Este miércoles, visita guiada al Panteón del Tepeyac

Allí reposan los restos de Antonio López de Santa Anna, Filomeno Mata, Xavier Villaurrutia y otros mexicanos célebres en tumbas de estilos que van del neogótico al art nouveau y art decó.

Ciudad de México

Con motivo de Día de Muertos, la Delegación realizará este miércoles una procesión guiada al panteón Tepeyac, el cual cumplió 50 años.

 

En ese panteón reposan los restos de Antonio López de Santa Anna, Filomeno Mata, José María Velasco y Xavier Villaurrutia, entre otros.

 

Durante el evento habrá luz y sonido, narrativas de mitos y leyendas y un monólogo de “La Llorona”.

 

Como parte de las festividades de Día de Muertos, en la Delegación Gustavo A. Madero tendrá lugar una procesión de la explanada delegacional al histórico y tricentenario Panteón del Tepeyac.

 

A partir de las 18:00 horas, la administración encabezada por Nora Arias, iniciará una ceremonia de iniciación en la víspera de los difuntos y una noche de leyenda, en la que se narrarán mitos, y se montará un espectáculo de danza y música.

 

En punto de las 20:00 horas, la celebración se extenderá al Panteón del Tepeyac, con el  monólogo de “La Llorona” en el que habrá música, cuentos, poesía y leyendas en zancos, a cargo de la compañía “La Zancuda, anecdotario”.

 

Este recorrido partirá de la explanada delegacional con destino al cementerio, ahí las puertas se abrirán a los visitantes, quienes en una visita guiada conocerán la historia, los nombres y las obras arquitectónicas que encierra el Panteón del Tepeyac.

 

En esta ocasión la entrada al público será libre para conmemorar la tradición del Día de Muertos.
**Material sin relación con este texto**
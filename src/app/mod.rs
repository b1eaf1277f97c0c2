//! Application state types and entry glue.
//!
//! Defines the explicit state owned by the controller (book cache, search,
//! selection slots, modals, session, notifications) together with the pure
//! derived views the UI draws from: statistics, the book grid, the auth
//! controls and the delete preview.
//!
pub mod controller;
pub mod keymap;
pub mod task;
pub mod update;

use std::collections::HashSet;
use std::time::{Duration, Instant};

use ratatui::layout::Rect;

use crate::api::{Book, BookDraft};
use crate::config::Theme;
use crate::session::Session;
use crate::text::escape_text;

/// Inclusive publication year bounds accepted by the book form.
pub const MIN_YEAR: i32 = 1000;
pub const MAX_YEAR: i32 = 2024;

/// How long a notification stays on screen.
pub const TOAST_TTL: Duration = Duration::from_secs(5);

/// Hint shown when the add-book entry point is disabled.
pub const LOGIN_HINT: &str = "Login to add a book";

/// Current input mode for key handling.
#[derive(Copy, Clone, Debug, PartialEq, Eq)]
pub enum InputMode {
    Normal,
    Search,
    Modal,
}

/// Fields of the book form, in tab order.
#[derive(Copy, Clone, Debug, PartialEq, Eq)]
pub enum FormField {
    Title,
    Author,
    Year,
}

impl FormField {
    pub fn next(self) -> Self {
        match self {
            FormField::Title => FormField::Author,
            FormField::Author => FormField::Year,
            FormField::Year => FormField::Title,
        }
    }

    pub fn prev(self) -> Self {
        match self {
            FormField::Title => FormField::Year,
            FormField::Author => FormField::Title,
            FormField::Year => FormField::Author,
        }
    }
}

/// Text inputs of the create/edit dialog.
#[derive(Clone, Debug, PartialEq, Eq)]
pub struct BookForm {
    pub title: String,
    pub author: String,
    pub year: String,
    pub focus: FormField,
}

impl Default for BookForm {
    fn default() -> Self {
        Self {
            title: String::new(),
            author: String::new(),
            year: String::new(),
            focus: FormField::Title,
        }
    }
}

/// Reasons the book form is rejected before any request is made.
#[derive(Clone, Copy, Debug, PartialEq, Eq)]
pub enum FormError {
    MissingFields,
    YearOutOfRange,
}

impl FormError {
    pub fn message(self) -> &'static str {
        match self {
            FormError::MissingFields => "Please fill in all fields",
            FormError::YearOutOfRange => "Publication year must be between 1000 and 2024",
        }
    }
}

impl BookForm {
    pub fn from_book(book: &Book) -> Self {
        Self {
            title: book.judul.clone(),
            author: book.author.clone(),
            year: book.tahun_terbit.to_string(),
            focus: FormField::Title,
        }
    }

    pub fn field_mut(&mut self, field: FormField) -> &mut String {
        match field {
            FormField::Title => &mut self.title,
            FormField::Author => &mut self.author,
            FormField::Year => &mut self.year,
        }
    }

    /// Trim and check the inputs, producing the request payload.
    pub fn validate(&self) -> Result<BookDraft, FormError> {
        let judul = self.title.trim();
        let author = self.author.trim();
        // a zero or unparsable year counts as missing
        let year = self.year.trim().parse::<i32>().ok().filter(|y| *y != 0);
        let (false, false, Some(tahun_terbit)) = (judul.is_empty(), author.is_empty(), year) else {
            return Err(FormError::MissingFields);
        };
        if !(MIN_YEAR..=MAX_YEAR).contains(&tahun_terbit) {
            return Err(FormError::YearOutOfRange);
        }
        Ok(BookDraft {
            judul: judul.to_string(),
            author: author.to_string(),
            tahun_terbit,
        })
    }
}

#[derive(Copy, Clone, Debug, PartialEq, Eq)]
pub enum LoginField {
    Username,
    Password,
}

#[derive(Clone, Debug, PartialEq, Eq)]
pub struct LoginForm {
    pub username: String,
    pub password: String,
    pub focus: LoginField,
}

impl Default for LoginForm {
    fn default() -> Self {
        Self {
            username: String::new(),
            password: String::new(),
            focus: LoginField::Username,
        }
    }
}

/// Modal dialogs. Only one is shown at a time.
#[derive(Clone, Debug, PartialEq, Eq)]
pub enum ModalState {
    /// Create when `AppState::editing` is empty, edit otherwise.
    BookForm(BookForm),
    DeleteConfirm,
    Login(LoginForm),
    Help { scroll: u16 },
}

/// The write currently in flight; at most one at a time.
///
/// Update and delete carry the book id so a late completion only closes
/// the dialog still showing that book.
#[derive(Clone, Debug, PartialEq, Eq)]
pub enum WriteKind {
    Create,
    Update { id: String },
    Delete { id: String },
    Login,
    Logout,
}

#[derive(Copy, Clone, Debug, PartialEq, Eq)]
pub enum ToastKind {
    Success,
    Warning,
    Error,
}

/// Transient notification.
#[derive(Clone, Debug)]
pub struct Toast {
    pub kind: ToastKind,
    pub message: String,
    pub created_at: Instant,
}

#[derive(Copy, Clone, Debug, PartialEq, Eq)]
pub enum ServerStatus {
    Unknown,
    Healthy,
    Unreachable,
}

/// Summary numbers shown above the grid.
#[derive(Copy, Clone, Debug, Default, PartialEq, Eq)]
pub struct Stats {
    pub total: usize,
    pub authors: usize,
    pub avg_year: i64,
}

/// Count, distinct authors and rounded mean year. An empty list yields zeros.
pub fn compute_stats(books: &[Book]) -> Stats {
    if books.is_empty() {
        return Stats::default();
    }
    let authors = books.iter().map(|b| b.author.as_str()).collect::<HashSet<_>>().len();
    let sum: i64 = books.iter().map(|b| i64::from(b.tahun_terbit)).sum();
    let avg_year = (sum as f64 / books.len() as f64).round() as i64;
    Stats {
        total: books.len(),
        authors,
        avg_year,
    }
}

/// One row of the book grid, with server text already escaped.
#[derive(Clone, Debug, PartialEq, Eq)]
pub struct BookCard {
    pub id: String,
    pub title: String,
    pub author: String,
    pub year: i32,
}

impl BookCard {
    pub fn from_book(book: &Book) -> Self {
        Self {
            id: book.id.clone(),
            title: escape_text(&book.judul).into_owned(),
            author: escape_text(&book.author).into_owned(),
            year: book.tahun_terbit,
        }
    }
}

/// What the book area shows.
#[derive(Clone, Debug, PartialEq, Eq)]
pub enum GridView {
    Loading,
    /// Placeholder shown instead of the grid.
    Empty,
    Cards(Vec<BookCard>),
}

/// Build the grid for `list`: the empty placeholder or one card per book.
pub fn render_grid(list: &[Book]) -> GridView {
    if list.is_empty() {
        GridView::Empty
    } else {
        GridView::Cards(list.iter().map(BookCard::from_book).collect())
    }
}

/// State of the login/logout controls and the add-book entry point.
#[derive(Clone, Debug, PartialEq, Eq)]
pub struct AuthView {
    pub status_label: &'static str,
    pub show_login: bool,
    pub show_logout: bool,
    pub add_enabled: bool,
    pub add_hint: Option<&'static str>,
}

pub struct AppState {
    pub started_at: Instant,
    /// Last list fetched from the server.
    pub books: Vec<Book>,
    /// `books` filtered by `search_query`.
    pub visible: Vec<Book>,
    pub stats: Stats,
    pub loading: bool,
    pub search_query: String,
    pub input_mode: InputMode,
    pub selected_index: usize,
    pub rows_per_page: usize,
    pub modal: Option<ModalState>,
    pub editing: Option<Book>,
    pub deleting: Option<Book>,
    pub session: Session,
    pub toasts: Vec<Toast>,
    pub pending_write: Option<WriteKind>,
    pub server: ServerStatus,
    pub theme: Theme,
    pub keymap: keymap::Keymap,
    /// Screen area of the open modal, recorded while drawing.
    pub modal_area: Option<Rect>,
}

impl AppState {
    pub fn new(session: Session, theme: Theme, keymap: keymap::Keymap) -> Self {
        Self {
            started_at: Instant::now(),
            books: Vec::new(),
            visible: Vec::new(),
            stats: Stats::default(),
            loading: false,
            search_query: String::new(),
            input_mode: InputMode::Normal,
            selected_index: 0,
            rows_per_page: 10,
            modal: None,
            editing: None,
            deleting: None,
            session,
            toasts: Vec::new(),
            pending_write: None,
            server: ServerStatus::Unknown,
            theme,
            keymap,
            modal_area: None,
        }
    }

    pub fn grid(&self) -> GridView {
        if self.loading {
            GridView::Loading
        } else {
            render_grid(&self.visible)
        }
    }

    pub fn auth_view(&self) -> AuthView {
        let logged_in = self.session.is_logged_in();
        AuthView {
            status_label: if logged_in { "Logged in" } else { "Not logged in" },
            show_login: !logged_in,
            show_logout: logged_in,
            add_enabled: logged_in,
            add_hint: if logged_in { None } else { Some(LOGIN_HINT) },
        }
    }

    /// Escaped `(title, author, year)` of the book awaiting delete confirmation.
    pub fn delete_preview(&self) -> Option<(String, String, i32)> {
        self.deleting.as_ref().map(|b| {
            (
                escape_text(&b.judul).into_owned(),
                escape_text(&b.author).into_owned(),
                b.tahun_terbit,
            )
        })
    }

    pub fn selected_book(&self) -> Option<&Book> {
        self.visible.get(self.selected_index)
    }

    pub fn find_cached(&self, id: &str) -> Option<&Book> {
        self.books.iter().find(|b| b.id == id)
    }

    /// A create or update is in flight.
    pub fn is_saving(&self) -> bool {
        matches!(self.pending_write, Some(WriteKind::Create | WriteKind::Update { .. }))
    }

    pub fn is_deleting(&self) -> bool {
        matches!(self.pending_write, Some(WriteKind::Delete { .. }))
    }

    pub fn is_logging_in(&self) -> bool {
        self.pending_write == Some(WriteKind::Login)
    }

    pub fn push_toast(&mut self, kind: ToastKind, message: impl Into<String>) {
        self.toasts.push(Toast {
            kind,
            message: message.into(),
            created_at: Instant::now(),
        });
    }

    /// Drop notifications older than [`TOAST_TTL`].
    pub fn prune_toasts(&mut self, now: Instant) {
        self.toasts
            .retain(|t| now.saturating_duration_since(t.created_at) < TOAST_TTL);
    }
}

impl Default for AppState {
    fn default() -> Self {
        Self::new(Session::default(), Theme::mocha(), keymap::Keymap::default())
    }
}

/// Re-export the application event loop entry function.
pub use update::run_app as run;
En otras fechas se llevan a cabo visitas guiadas, cuya autorización debe solicitarse por escrito en la Delegación Gustavo A. Madero.

 

Las autoridades de la Delegación Gustavo A. Madero participan como garante del Panteón del Tepeyac, que es un cementerio que data de la época virreinal y destaca por la riqueza artística y testimonial de su considerable cúmulo de monumentos funerarios, representativos de varios estilos y corrientes estéticas del pasado como el romanticismo, el neogótico, el art nouveau y art decó.

 

 La historia y documentos oficiales señalan que el Panteón del Tepeyac fue fundado en 1660 por el canónigo doctor Juan María Quintana, caballero de la orden de Guadalupe, quien años más tarde sería inhumado ahí.

 

 

Fue elegido por las familias devotas de la Virgen de Guadalupe para enterrar a sus deudos. En 1859 quedó bajo la administración del ayuntamiento capitalino. Doce años después, cuando los cementerios ubicados dentro de los límites urbanos fueron clausurado, se determinó que el de la Villa Guadalupe lo sustituyera.

 

Este lugar alcanzó su esplendor hacia finales del siglo XIX, gracias a obras de artistas europeos como el escultor Adolfo Ponzanelli y Enrique Alciati, el primero realizó las estatuas monumentales de la fachada del Palacio de Bellas Artes.

 

Trabajó en las revestimientos del monumento a Álvaro Obregón, el de la Revolución y de los Niños Héroes. Junto con Alciati,  fueron contratados para el diseño y la construcción de la Columna de la Independencia.

 

Entre los monumentos funerarios más cautivadores y con más de un siglo de antigüedad, está la escultura conocida como “El Ángel del Silencio”, creada en 1896 por el artista Giulio Monteverdi. Cuenta la leyenda que al golpear cualquiera de sus alas, la pieza emite un prolongado y cautivante sonido musical.

 

En este camposanto se encuentran enterrados personajes como el controvertido general Antonio López de Santa Anna, presidente de México en 1833, 1839, 1841 y 1844, anunciando ya el estilo totalitario, que distinguiría su último período.

 

Algunos de los más destacados artistas mexicanos, como el paisajista José María Velasco, el compositor Ernesto Elorduy y el poeta Xavier Villaurrutia, el torero Ponciano Díaz; Filomeno Mata, opositor de la dictadura porfirista y director del Diario del Hogar; Rafael Lucio, médico del presidente Juárez y director del primer hospital de leprosos.

 

Y el arquitecto español Lorenzo de la Hidalga, constructor del Teatro Nacional y a quien se le debe el nombre de Zócalo para el primer cuadro de la Ciudad de México.

 

Estas acciones implementadas por la demarcación, son parte de los compromisos  por contribuir a la cultura y mantener viva una celebración mexicana, que honra a los difuntos el 1 y 2 de noviembre.